[Stored items from a collection]

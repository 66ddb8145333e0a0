// src/error.rs
//! Failure taxonomy shared by sources, the retrying invoker and the resolver.
//!
//! Nothing in here ever crosses `FallbackResolver::resolve`; these values are
//! folded into envelope warnings before the caller sees them.

use std::fmt;
use std::time::Duration;

/// Error returned by a single source attempt.
#[derive(Debug, Clone, PartialEq, Eq, thiserror::Error)]
pub enum SourceError {
    /// Network trouble, timeouts, 5xx and 429. Worth another attempt.
    #[error("transient: {0}")]
    Transient(String),
    /// 4xx (other than 429), missing resource, invalid payload. Never retried.
    #[error("terminal: {0}")]
    Terminal(String),
}

impl SourceError {
    pub fn transient(msg: impl Into<String>) -> Self {
        Self::Transient(msg.into())
    }

    pub fn terminal(msg: impl Into<String>) -> Self {
        Self::Terminal(msg.into())
    }

    pub fn not_found(what: impl fmt::Display) -> Self {
        Self::Terminal(format!("not found: {what}"))
    }

    pub fn timed_out(after: Duration) -> Self {
        Self::Transient(format!("timed out after {} ms", after.as_millis()))
    }

    pub fn is_retryable(&self) -> bool {
        matches!(self, Self::Transient(_))
    }

    pub fn message(&self) -> &str {
        match self {
            Self::Transient(m) | Self::Terminal(m) => m,
        }
    }

    /// Classify a non-success HTTP status.
    /// 5xx and 429 are transient; 404/410 read as "not found"; other codes are terminal.
    pub fn from_status(status: u16, context: &str) -> Self {
        match status {
            429 => Self::transient(format!("{context}: rate limited (HTTP 429)")),
            500..=599 => Self::transient(format!("{context}: server error (HTTP {status})")),
            404 | 410 => Self::not_found(format!("{context} (HTTP {status})")),
            _ => Self::terminal(format!("{context}: HTTP {status}")),
        }
    }

    /// Classify a transport-level `reqwest` error.
    /// The request URL is dropped from the message; it may carry credentials.
    pub fn from_reqwest(err: reqwest::Error, context: &str) -> Self {
        if let Some(status) = err.status() {
            return Self::from_status(status.as_u16(), context);
        }
        let err = err.without_url();
        if err.is_decode() || err.is_builder() {
            return Self::terminal(format!("{context}: {err}"));
        }
        // connect, timeout, request and body errors are all worth retrying
        Self::transient(format!("{context}: {err}"))
    }
}

/// Why a source produced no usable value.
#[derive(Debug, Clone, Copy, PartialEq, Eq)]
pub enum FailureKind {
    /// Every attempt failed with a transient error.
    RetriesExhausted,
    /// A terminal error stopped the source on the spot.
    Terminal,
    /// The caller cancelled before another attempt could start.
    Cancelled,
}

impl fmt::Display for FailureKind {
    fn fmt(&self, f: &mut fmt::Formatter<'_>) -> fmt::Result {
        let s = match self {
            FailureKind::RetriesExhausted => "retries exhausted",
            FailureKind::Terminal => "terminal failure",
            FailureKind::Cancelled => "cancelled",
        };
        f.write_str(s)
    }
}

/// Final outcome of `RetryingInvoker::call` when no attempt succeeded.
#[derive(Debug, Clone, PartialEq, Eq, thiserror::Error)]
#[error("{source_name}: {kind} after {attempts} attempt(s): {reason}")]
pub struct Failure {
    pub source_name: String,
    pub kind: FailureKind,
    pub attempts: u32,
    /// Description of the last error seen.
    pub reason: String,
}

impl Failure {
    pub fn new(
        source_name: impl Into<String>,
        kind: FailureKind,
        attempts: u32,
        reason: impl Into<String>,
    ) -> Self {
        Self {
            source_name: source_name.into(),
            kind,
            attempts,
            reason: reason.into(),
        }
    }
}
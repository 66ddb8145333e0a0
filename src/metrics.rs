use metrics::{describe_counter, describe_histogram};
use metrics_exporter_prometheus::{PrometheusBuilder, PrometheusHandle};
use once_cell::sync::OnceCell;

/// One-time metrics registration (so series show up before the first event).
pub fn ensure_metrics_described() {
    static ONCE: OnceCell<()> = OnceCell::new();
    ONCE.get_or_init(|| {
        describe_counter!("resolve_total", "Resolve calls that returned an envelope.");
        describe_counter!(
            "resolve_terminal_total",
            "Resolve calls that fell through to the terminal default."
        );
        describe_counter!(
            "resolve_degraded_total",
            "Resolve calls answered with a repaired value."
        );
        describe_counter!("source_attempts_total", "Source attempts started.");
        describe_counter!("source_retries_total", "Source attempts beyond the first.");
        describe_counter!("source_failures_total", "Failed source attempts.");
        describe_counter!(
            "recovery_stage_total",
            "Recovery stage that produced the accepted object."
        );
        describe_histogram!("source_attempt_ms", "Successful attempt latency in milliseconds.");
    });
}

/// Install the Prometheus recorder and return the render handle.
/// The caller decides how to expose `handle.render()`.
pub fn install_prometheus() -> anyhow::Result<PrometheusHandle> {
    let handle = PrometheusBuilder::new()
        .install_recorder()
        .map_err(|e| anyhow::anyhow!("prometheus: install recorder: {e}"))?;
    ensure_metrics_described();
    Ok(handle)
}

▶ [Exercise]: Your answer should be all of the records, transcribed exactly.

▶ [Expected answer]:
repository 66ddb8145333e0a0
// src/error.rs
//! Failure taxonomy shared by sources, the retrying invoker and the resolver.
//!
//! Nothing in here ever crosses `FallbackResolver::resolve`; these values are
//! folded into envelope warnings before the caller sees them.

use std::fmt;
use std::time::Duration;

/// Error returned by a single source attempt.
#[derive(Debug, Clone, PartialEq, Eq, thiserror::Error)]
pub enum SourceError {
    /// Network trouble, timeouts, 5xx and 429. Worth another attempt.
    #[error("transient: {0}")]
    Transient(String),
    /// 4xx (other than 429), missing resource, invalid payload. Never retried.
    #[error("terminal: {0}")]
    Terminal(String),
}

impl SourceError {
    pub fn transient(msg: impl Into<String>) -> Self {
        Self::Transient(msg.into())
    }

    pub fn terminal(msg: impl Into<String>) -> Self {
        Self::Terminal(msg.into())
    }

    pub fn not_found(what: impl fmt::Display) -> Self {
        Self::Terminal(format!("not found: {what}"))
    }

    pub fn timed_out(after: Duration) -> Self {
        Self::Transient(format!("timed out after {} ms", after.as_millis()))
    }

    pub fn is_retryable(&self) -> bool {
        matches!(self, Self::Transient(_))
    }

    pub fn message(&self) -> &str {
        match self {
            Self::Transient(m) | Self::Terminal(m) => m,
        }
    }

    /// Classify a non-success HTTP status.
    /// 5xx and 429 are transient; 404/410 read as "not found"; other codes are terminal.
    pub fn from_status(status: u16, context: &str) -> Self {
        match status {
            429 => Self::transient(format!("{context}: rate limited (HTTP 429)")),
            500..=599 => Self::transient(format!("{context}: server error (HTTP {status})")),
            404 | 410 => Self::not_found(format!("{context} (HTTP {status})")),
            _ => Self::terminal(format!("{context}: HTTP {status}")),
        }
    }

    /// Classify a transport-level `reqwest` error.
    /// The request URL is dropped from the message; it may carry credentials.
    pub fn from_reqwest(err: reqwest::Error, context: &str) -> Self {
        if let Some(status) = err.status() {
            return Self::from_status(status.as_u16(), context);
        }
        let err = err.without_url();
        if err.is_decode() || err.is_builder() {
            return Self::terminal(format!("{context}: {err}"));
        }
        // connect, timeout, request and body errors are all worth retrying
        Self::transient(format!("{context}: {err}"))
    }
}

/// Why a source produced no usable value.
#[derive(Debug, Clone, Copy, PartialEq, Eq)]
pub enum FailureKind {
    /// Every attempt failed with a transient error.
    RetriesExhausted,
    /// A terminal error stopped the source on the spot.
    Terminal,
    /// The caller cancelled before another attempt could start.
    Cancelled,
}

impl fmt::Display for FailureKind {
    fn fmt(&self, f: &mut fmt::Formatter<'_>) -> fmt::Result {
        let s = match self {
            FailureKind::RetriesExhausted => "retries exhausted",
            FailureKind::Terminal => "terminal failure",
            FailureKind::Cancelled => "cancelled",
        };
        f.write_str(s)
    }
}

/// Final outcome of `RetryingInvoker::call` when no attempt succeeded.
#[derive(Debug, Clone, PartialEq, Eq, thiserror::Error)]
#[error("{source_name}: {kind} after {attempts} attempt(s): {reason}")]
pub struct Failure {
    pub source_name: String,
    pub kind: FailureKind,
    pub attempts: u32,
    /// Description of the last error seen.
    pub reason: String,
}

impl Failure {
    pub fn new(
        source_name: impl Into<String>,
        kind: FailureKind,
        attempts: u32,
        reason: impl Into<String>,
    ) -> Self {
        Self {
            source_name: source_name.into(),
            kind,
            attempts,
            reason: reason.into(),
        }
    }
}
repository 66ddb8145333e0a0
filename src/metrics.rs
use metrics::{describe_counter, describe_histogram};
use metrics_exporter_prometheus::{PrometheusBuilder, PrometheusHandle};
use once_cell::sync::OnceCell;

/// One-time metrics registration (so series show up before the first event).
pub fn ensure_metrics_described() {
    static ONCE: OnceCell<()> = OnceCell::new();
    ONCE.get_or_init(|| {
        describe_counter!("resolve_total", "Resolve calls that returned an envelope.");
        describe_counter!(
            "resolve_terminal_total",
            "Resolve calls that fell through to the terminal default."
        );
        describe_counter!(
            "resolve_degraded_total",
            "Resolve calls answered with a repaired value."
        );
        describe_counter!("source_attempts_total", "Source attempts started.");
        describe_counter!("source_retries_total", "Source attempts beyond the first.");
        describe_counter!("source_failures_total", "Failed source attempts.");
        describe_counter!(
            "recovery_stage_total",
            "Recovery stage that produced the accepted object."
        );
        describe_histogram!("source_attempt_ms", "Successful attempt latency in milliseconds.");
    });
}

/// Install the Prometheus recorder and return the render handle.
/// The caller decides how to expose `handle.render()`.
pub fn install_prometheus() -> anyhow::Result<PrometheusHandle> {
    let handle = PrometheusBuilder::new()
        .install_recorder()
        .map_err(|e| anyhow::anyhow!("prometheus: install recorder: {e}"))?;
    ensure_metrics_described();
    Ok(handle)
}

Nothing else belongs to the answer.